To cope with the reductions in the amount of wheat imported, more flour had to be extracted . It also had added calcium to prevent rickets. The loaf was dense with a dirty grey colour and was unpopular with a population used to white bread. It quickly gained the nickname ‘Hitlers secret weapon’. Unfortunately many people did not find its greyish colour appealing

Since white flour is generally around 70% extraction the higher 85% extraction rate would yield an extra 15 kg of flour from that wheat. And the population would have a nourishing wholemeal loaf with a high vitamin B content.

But although the initial extraction rate was 85% it varied over the years.
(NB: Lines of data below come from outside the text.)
impl<'a> Shared<'a> {
    fn new(
        strategies: &'a [ColouringStrategy],
        graph: &'a Graph,
        k: ColourCount,
        config: &ScheduleConfig,
    ) -> Self {
        let slots = strategies.len() * config.population_size;
        Self {
            strategies,
            graph,
            population_size: config.population_size,
            max_iterations: config.max_iterations,
            population: (0..slots).map(|_| Mutex::new(Colouring::new())).collect(),
            locks: (0..slots).map(|_| AtomicBool::new(false)).collect(),
            in_flight: (0..strategies.len()).map(|_| AtomicUsize::new(0)).collect(),
            work: SegQueue::new(),
            found: SegQueue::new(),
            target_k: AtomicU32::new(k),
            terminated: AtomicBool::new(false),
            aborted: AtomicBool::new(false),
        }
    }

    fn slot(&self, index: usize) -> MutexGuard<'_, Colouring> {
        self.population[index].lock().unwrap_or_else(PoisonError::into_inner)
    }

    /// Locks every slot of `strategy` and queues their initialization.
    fn seed_population(&self, strategy: usize, target_k: ColourCount) {
        let base = strategy * self.population_size;
        for lock in &self.locks[base..base + self.population_size] {
            lock.store(true, Ordering::Release);
        }
        self.in_flight[strategy].fetch_add(self.population_size, Ordering::AcqRel);
        for slot in 0..self.population_size {
            self.work.push(WorkItem { iteration: 0, strategy, target_k, slot });
        }
    }

    fn is_stale(&self, item: &WorkItem) -> bool {
        self.strategies[item.strategy].is_fixed_k()
            && self.target_k.load(Ordering::Acquire) < item.target_k
    }

    fn finish(&self, strategy: usize) {
        self.in_flight[strategy].fetch_sub(1, Ordering::AcqRel);
    }

    fn release(&self, index: usize) {
        self.locks[index].store(false, Ordering::Release);
    }

    fn all_finished(&self) -> bool {
        self.in_flight.iter().all(|n| n.load(Ordering::Acquire) == 0)
    }

    fn should_stop(&self) -> bool {
        self.terminated.load(Ordering::Acquire) || self.aborted.load(Ordering::Acquire)
    }

    // ------------------------------------------------------------------------
    // Worker side
    // ------------------------------------------------------------------------

    fn run_worker(&self, worker_id: usize, base_seed: u64) {
        let _guard = AbortOnPanic(&self.aborted);
        let mut rng = SmallRng::seed_from_u64(derive_seed(base_seed, worker_id as u64));
        // Suppresses repeated reports of colour counts this worker already sent.
        let mut last_reported_k = self.target_k.load(Ordering::Acquire).saturating_add(1);

        while !self.should_stop() {
            let Some(item) = self.work.pop() else {
                thread::yield_now();
                continue;
            };
            if self.is_stale(&item) {
                self.finish(item.strategy);
                continue;
            }
            let strategy = &self.strategies[item.strategy];

            let result = if item.iteration > 0 {
                match self.acquire_parents(&item, &mut rng) {
                    Parents::Pair(a, b) => self.breed(strategy, a, b, &mut rng),
                    Parents::Stale => {
                        self.finish(item.strategy);
                        continue;
                    }
                    Parents::Busy => {
                        self.work.push(item);
                        thread::yield_now();
                        continue;
                    }
                }
            } else {
                self.initialize(strategy, &item, &mut rng)
            };

            let target = self.target_k.load(Ordering::Acquire);
            if last_reported_k > target && strategy.is_solution(self.graph, target, &result) {
                last_reported_k = colour_count(&result);
                self.found.push(FoundColouring {
                    colours: last_reported_k,
                    strategy: item.strategy,
                    colouring: result,
                });
            }

            let continues = if item.iteration > 0 {
                item.iteration < self.max_iterations
            } else {
                item.slot < self.population_size / 2
            };
            if continues {
                self.work.push(WorkItem { iteration: item.iteration + 1, ..item });
            } else {
                self.finish(item.strategy);
            }
        }
    }

    fn initialize(
        &self,
        strategy: &ColouringStrategy,
        item: &WorkItem,
        rng: &mut SmallRng,
    ) -> Colouring {
        let s = strategy.init(self.graph, item.target_k, rng);
        let s = strategy.local_search(self.graph, &s, rng);
        let index = item.strategy * self.population_size + item.slot;
        self.slot(index).clone_from(&s);
        self.release(index);
        s
    }

    fn breed(
        &self,
        strategy: &ColouringStrategy,
        a: usize,
        b: usize,
        rng: &mut SmallRng,
    ) -> Colouring {
        let child = {
            let mut pa = self.slot(a);
            let mut pb = self.slot(b);
            let child = strategy.crossover(self.graph, &pa, &pb, rng);
            let child = strategy.local_search(self.graph, &child, rng);
            let weaker = if strategy.compare(self.graph, &pa, &pb) { &mut pa } else { &mut pb };
            weaker.clone_from(&child);
            child
        };
        self.release(a);
        self.release(b);
        child
    }

    fn acquire_parents(&self, item: &WorkItem, rng: &mut SmallRng) -> Parents {
        let first = match self.acquire_slot(item, rng) {
            Ok(slot) => slot,
            Err(outcome) => return outcome,
        };
        match self.acquire_slot(item, rng) {
            Ok(second) => Parents::Pair(first, second),
            Err(outcome) => {
                self.release(first);
                outcome
            }
        }
    }

    fn acquire_slot(&self, item: &WorkItem, rng: &mut SmallRng) -> Result<usize, Parents> {
        let base = item.strategy * self.population_size;
        for _ in 0..SPIN_ROUNDS * self.population_size {
            if self.is_stale(item) || self.should_stop() {
                return Err(Parents::Stale);
            }
            let index = base + rng.random_range(0..self.population_size);
            if self.locks[index]
                .compare_exchange_weak(false, true, Ordering::Acquire, Ordering::Relaxed)
                .is_ok()
            {
                return Ok(index);
            }
            std::hint::spin_loop();
        }
        Err(Parents::Busy)
    }

    // ------------------------------------------------------------------------
    // Master side
    // ------------------------------------------------------------------------

    fn run_master(&self) -> Vec<Option<Colouring>> {
        let _guard = AbortOnPanic(&self.aborted);
        let mut best: Vec<Option<Colouring>> = vec![None; self.strategies.len()];
        loop {
            if self.aborted.load(Ordering::Acquire) {
                break;
            }
            while let Some(found) = self.found.pop() {
                self.handle_found(found, &mut best);
            }
            // Reports are queued before their item is retired, so an empty queue here is final.
            if self.all_finished() && self.found.is_empty() {
                break;
            }
            thread::yield_now();
        }
        best
    }

    fn handle_found(&self, found: FoundColouring, best: &mut [Option<Colouring>]) {
        info!(colours = found.colours, strategy = found.strategy, "found colouring");
        let slot = &mut best[found.strategy];
        if slot.as_ref().map_or(true, |s| colour_count(s) > found.colours) {
            *slot = Some(found.colouring);
        }

        let target = self.target_k.load(Ordering::Acquire);
        if target < found.colours || found.colours <= 1 {
            return;
        }
        let next = found.colours - 1;
        self.target_k.store(next, Ordering::Release);
        for (id, strategy) in self.strategies.iter().enumerate() {
            if !strategy.is_fixed_k() {
                continue;
            }
            while self.in_flight[id].load(Ordering::Acquire) > 0 {
                if self.aborted.load(Ordering::Acquire) {
                    return;
                }
                thread::yield_now();
            }
            debug!(strategy = id, k = next, "restarting population");
            self.seed_population(id, next);
        }
    }
}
After a short period during which the extraction rate for National Flour was raised to 90% it was in 1944 subsequently reduced to 85% and remained so until August 1950, when it became 81%.

This rate of extraction referred to flour as produced by the mills from the grist supplied. For issue it was usually mixed with a proportion (up to 20%) of imported white flour of lower extraction so that National Flour as delivered was comparable with 82-85% extraction flour.

White flour was still being produced and imported during this period, but it could only be obtained by food manufacturers for items such as biscuits, cakes or for mixing in small quantities into 85% extraction flour to make National Flour. Today, on average we eat less fibre than recommended. But a diet high in fibre has many health benefits. It may help prevent heart disease, diabetes, weight gain and some cancers, and can also improve digestive health.

Bakers were banned from making any other type of bread except the national loaf. The Federation of Bakers was formed, to assist in organising the wartime production and distribution of bread. Sliced bread was also banned as it was seen as a waste of energy.

A government wartime rhyme was:

“Pat-a-loaf, pat-a-loaf
Baker’s Man
Bake me some Wheatmeal
As fast as you can:
It builds up my health
And its taste is good,
I find that I like
Eating just what I should.

National Loaf recipe:

(Yields: 10 loaves)
Potato Flour – 1740 gm
Salt Sea Fine – 140 gm
Tap Water – 4740 ml
Vitamin C – 6 gm
Wholemeal flour – 5220 gm
Yeast – 210 gm

Mix all ingredients in spiral mixer for 3-5 min
Place dough in lightly oiled container, let rest for 45 minutes
Knock back and let rest for another 45 min
Scale at 1kg, first shape (round)
Rest 10-15 min, then second shape
Place bread in oiled baking tins, prove for 45-60 min at 28-32c
Bake at 208 c top 204 c bottom, with 5 second steam. Open vent after 25 min, bake for a further 25 minutes
Remove from tins immediately and cool on a rack.

The National Loaf was finally abolished in October 1956.